__The problem__
Search the records below for the string "strictly", and report each line that contains it.

__Material provided__
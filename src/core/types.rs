use chrono::{NaiveDateTime, TimeDelta};
use serde::{Deserialize, Serialize};

use crate::core::primitives::{format_instant, instant_serde};
use crate::error::{TimelineError, TimelineResult};

/// Local wall-clock instant. The engine never reasons about time zones.
pub type Instant = NaiveDateTime;

/// Visible time window.
///
/// Core layout functions require `start < end`; constructing through
/// [`Window::new`] checks it, literal construction leaves it to the caller.
#[derive(Debug, Clone, Copy, PartialEq, Eq, Hash, Serialize, Deserialize)]
pub struct Window {
    #[serde(with = "instant_serde")]
    pub start: Instant,
    #[serde(with = "instant_serde")]
    pub end: Instant,
}

impl Window {
    pub fn new(start: Instant, end: Instant) -> TimelineResult<Self> {
        if start >= end {
            return Err(TimelineError::InvalidWindow {
                start: format_instant(start),
                end: format_instant(end),
            });
        }
        Ok(Self { start, end })
    }

    #[must_use]
    pub fn duration(self) -> TimeDelta {
        self.end - self.start
    }

    /// Whole elapsed days between start and end, truncated.
    #[must_use]
    pub fn day_span(self) -> i64 {
        self.duration().num_days()
    }

    /// Inclusive at both ends.
    #[must_use]
    pub fn contains(self, instant: Instant) -> bool {
        instant >= self.start && instant <= self.end
    }
}

/// Absolute time span of one event.
#[derive(Debug, Clone, Copy, PartialEq, Eq, Hash, Serialize, Deserialize)]
pub struct EventSpan {
    #[serde(with = "instant_serde")]
    pub start: Instant,
    #[serde(with = "instant_serde")]
    pub end: Instant,
}

impl EventSpan {
    #[must_use]
    pub const fn new(start: Instant, end: Instant) -> Self {
        Self { start, end }
    }

    #[must_use]
    pub fn duration(self) -> TimeDelta {
        self.end - self.start
    }
}
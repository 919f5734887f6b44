use chrono::{Datelike, Months, NaiveDate};
use serde::{Deserialize, Serialize};

use crate::core::{Event, Sentiment};
use crate::render::Color;

use super::label_text_formatter::{format_clock, format_month_title};

#[derive(Debug, Clone, PartialEq, Serialize, Deserialize)]
pub struct CalendarEntry {
    pub event_id: String,
    pub title: String,
    pub sentiment: Sentiment,
    pub fill: Color,
    /// `HH:mm - HH:mm`
    pub tooltip: String,
}

#[derive(Debug, Clone, PartialEq, Serialize, Deserialize)]
pub struct CalendarDay {
    pub date: NaiveDate,
    pub entries: Vec<CalendarEntry>,
}

/// Month grid for the calendar view, laid out Sunday-first.
#[derive(Debug, Clone, PartialEq, Serialize, Deserialize)]
pub struct CalendarMonth {
    pub title: String,
    /// Empty cells before the 1st so it lands under its weekday column.
    pub leading_blank_days: u32,
    pub days: Vec<CalendarDay>,
}

impl CalendarMonth {
    #[must_use]
    pub fn day(&self, day_of_month: u32) -> Option<&CalendarDay> {
        self.days.get(day_of_month.checked_sub(1)? as usize)
    }
}

/// Builds the month containing `today`.
///
/// An event is listed on a day when it starts or ends on that date; events
/// spanning a day without touching it at either end are not repeated.
#[must_use]
pub fn build_calendar_month(events: &[Event], today: NaiveDate) -> CalendarMonth {
    let first = today.with_day(1).unwrap_or(today);
    let next_month = first.checked_add_months(Months::new(1));

    let days = first
        .iter_days()
        .take_while(|day| next_month.is_none_or(|next| *day < next))
        .map(|date| CalendarDay {
            date,
            entries: events
                .iter()
                .filter(|event| event.start.date() == date || event.end.date() == date)
                .map(calendar_entry)
                .collect(),
        })
        .collect();

    CalendarMonth {
        title: format_month_title(first),
        leading_blank_days: first.weekday().num_days_from_sunday(),
        days,
    }
}

fn calendar_entry(event: &Event) -> CalendarEntry {
    CalendarEntry {
        event_id: event.id.clone(),
        title: event.title.clone(),
        sentiment: event.sentiment,
        fill: Color::from_rgb_hex(event.sentiment.fill_rgb()),
        tooltip: format!("{} - {}", format_clock(event.start), format_clock(event.end)),
    }
}
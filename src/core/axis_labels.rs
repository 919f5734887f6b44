use chrono::{Datelike, NaiveDate, TimeDelta, Timelike};
use serde::{Deserialize, Serialize};
use tracing::trace;

use crate::core::primitives::{ceil_to_hour, start_of_day};
use crate::core::{Instant, RangeSelector, Window};

#[derive(Debug, Clone, Copy, PartialEq, Eq, Hash, Serialize, Deserialize)]
#[serde(rename_all = "kebab-case")]
pub enum LabelFormat {
    /// `HH:mm`
    HourMinute,
    /// `MMM d`
    MonthDay,
}

impl LabelFormat {
    /// `chrono` strftime pattern for the primary label line.
    #[must_use]
    pub const fn pattern(self) -> &'static str {
        match self {
            Self::HourMinute => "%H:%M",
            Self::MonthDay => "%b %-d",
        }
    }
}

/// One axis label / gridline anchor.
#[derive(Debug, Clone, Copy, PartialEq, Eq, Hash, Serialize, Deserialize)]
pub struct Label {
    #[serde(with = "crate::core::primitives::instant_serde")]
    pub instant: Instant,
    pub format: LabelFormat,
    pub show_full_date: bool,
}

/// How candidate label instants are enumerated for one resolution tier.
#[derive(Debug, Clone, Copy, PartialEq, Eq)]
pub enum LabelStrategy {
    /// Every whole hour inside the window.
    Hourly,
    /// Fixed hours of each calendar day touched by the window.
    DayHours(&'static [u32]),
    /// Start of every other calendar day, counted from the first day.
    AlternateDays,
    /// Start of days that open a month or satisfy `day % 3 == 1`.
    MonthCadence,
}

impl LabelStrategy {
    #[must_use]
    pub const fn format(self) -> LabelFormat {
        match self {
            Self::Hourly | Self::DayHours(_) => LabelFormat::HourMinute,
            Self::AlternateDays | Self::MonthCadence => LabelFormat::MonthDay,
        }
    }
}

#[derive(Debug, Clone, Copy, PartialEq, Eq)]
pub struct LabelTier {
    /// Inclusive upper bound on whole window days; `None` is unbounded.
    pub max_day_span: Option<i64>,
    pub strategy: LabelStrategy,
}

/// Resolution tiers, ordered by ascending window length.
pub const LABEL_TIERS: [LabelTier; 5] = [
    LabelTier {
        max_day_span: Some(1),
        strategy: LabelStrategy::Hourly,
    },
    LabelTier {
        max_day_span: Some(3),
        strategy: LabelStrategy::DayHours(&[0, 6, 12, 18]),
    },
    LabelTier {
        max_day_span: Some(7),
        strategy: LabelStrategy::DayHours(&[0, 12]),
    },
    LabelTier {
        max_day_span: Some(14),
        strategy: LabelStrategy::AlternateDays,
    },
    LabelTier {
        max_day_span: None,
        strategy: LabelStrategy::MonthCadence,
    },
];

/// Picks the first tier whose bound admits `day_span`.
#[must_use]
pub fn select_tier(day_span: i64) -> LabelTier {
    LABEL_TIERS
        .iter()
        .copied()
        .find(|tier| tier.max_day_span.is_none_or(|max| day_span <= max))
        .unwrap_or(LABEL_TIERS[LABEL_TIERS.len() - 1])
}

/// Axis labels for `window`.
///
/// Resolution follows the actual elapsed days of the window, not the range
/// tag, so non-standard windows still get a sensible density. The result is
/// strictly ascending, never empty, and every instant lies inside
/// `[window.start, window.end]`.
///
/// Precondition: `window.start <= window.end`.
#[must_use]
pub fn labels(window: Window, range: RangeSelector) -> Vec<Label> {
    debug_assert!(
        window.start <= window.end,
        "axis labels require an ordered window"
    );

    let tier = select_tier(window.day_span());
    trace!(
        range = range.tag(),
        day_span = window.day_span(),
        strategy = ?tier.strategy,
        "select axis label tier"
    );
    labels_for_tier(window, tier)
}

/// Runs one tier's strategy against `window`, with clipping and fallback.
#[must_use]
pub fn labels_for_tier(window: Window, tier: LabelTier) -> Vec<Label> {
    let format = tier.strategy.format();
    let mut out = match tier.strategy {
        LabelStrategy::Hourly => hourly_labels(window),
        LabelStrategy::DayHours(hours) => day_hour_labels(window, hours),
        LabelStrategy::AlternateDays => day_start_labels(window, |index, _| index % 2 == 0),
        LabelStrategy::MonthCadence => {
            day_start_labels(window, |_, day| day.day() == 1 || day.day() % 3 == 1)
        }
    };

    // Sub-hour windows can miss every boundary.
    if out.is_empty() {
        out.push(Label {
            instant: window.start,
            format,
            show_full_date: true,
        });
    }

    debug_assert!(
        out.windows(2).all(|pair| pair[0].instant < pair[1].instant),
        "axis labels must be strictly ascending"
    );
    out
}

fn hourly_labels(window: Window) -> Vec<Label> {
    let mut out = Vec::new();
    let mut cursor = ceil_to_hour(window.start);
    while let Some(instant) = cursor {
        if instant > window.end {
            break;
        }
        out.push(Label {
            instant,
            format: LabelFormat::HourMinute,
            show_full_date: instant.hour() == 0,
        });
        cursor = instant.checked_add_signed(TimeDelta::hours(1));
    }
    out
}

fn day_hour_labels(window: Window, hours: &[u32]) -> Vec<Label> {
    calendar_days(window)
        .flat_map(|day| hours.iter().filter_map(move |hour| day.and_hms_opt(*hour, 0, 0)))
        .filter(|instant| window.contains(*instant))
        .map(|instant| Label {
            instant,
            format: LabelFormat::HourMinute,
            show_full_date: instant.hour() == 0,
        })
        .collect()
}

fn day_start_labels<F>(window: Window, keep: F) -> Vec<Label>
where
    F: Fn(usize, NaiveDate) -> bool,
{
    calendar_days(window)
        .enumerate()
        .filter(|(index, day)| keep(*index, *day))
        .map(|(_, day)| start_of_day(day))
        .filter(|instant| window.contains(*instant))
        .map(|instant| Label {
            instant,
            format: LabelFormat::MonthDay,
            show_full_date: true,
        })
        .collect()
}

/// Every calendar date from the window's first day through its last, inclusive.
fn calendar_days(window: Window) -> impl Iterator<Item = NaiveDate> {
    let last = window.end.date();
    window
        .start
        .date()
        .iter_days()
        .take_while(move |day| *day <= last)
}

__Exercise answer__
/// strictly ascending, never empty, and every instant lies inside
        "axis labels must be strictly ascending"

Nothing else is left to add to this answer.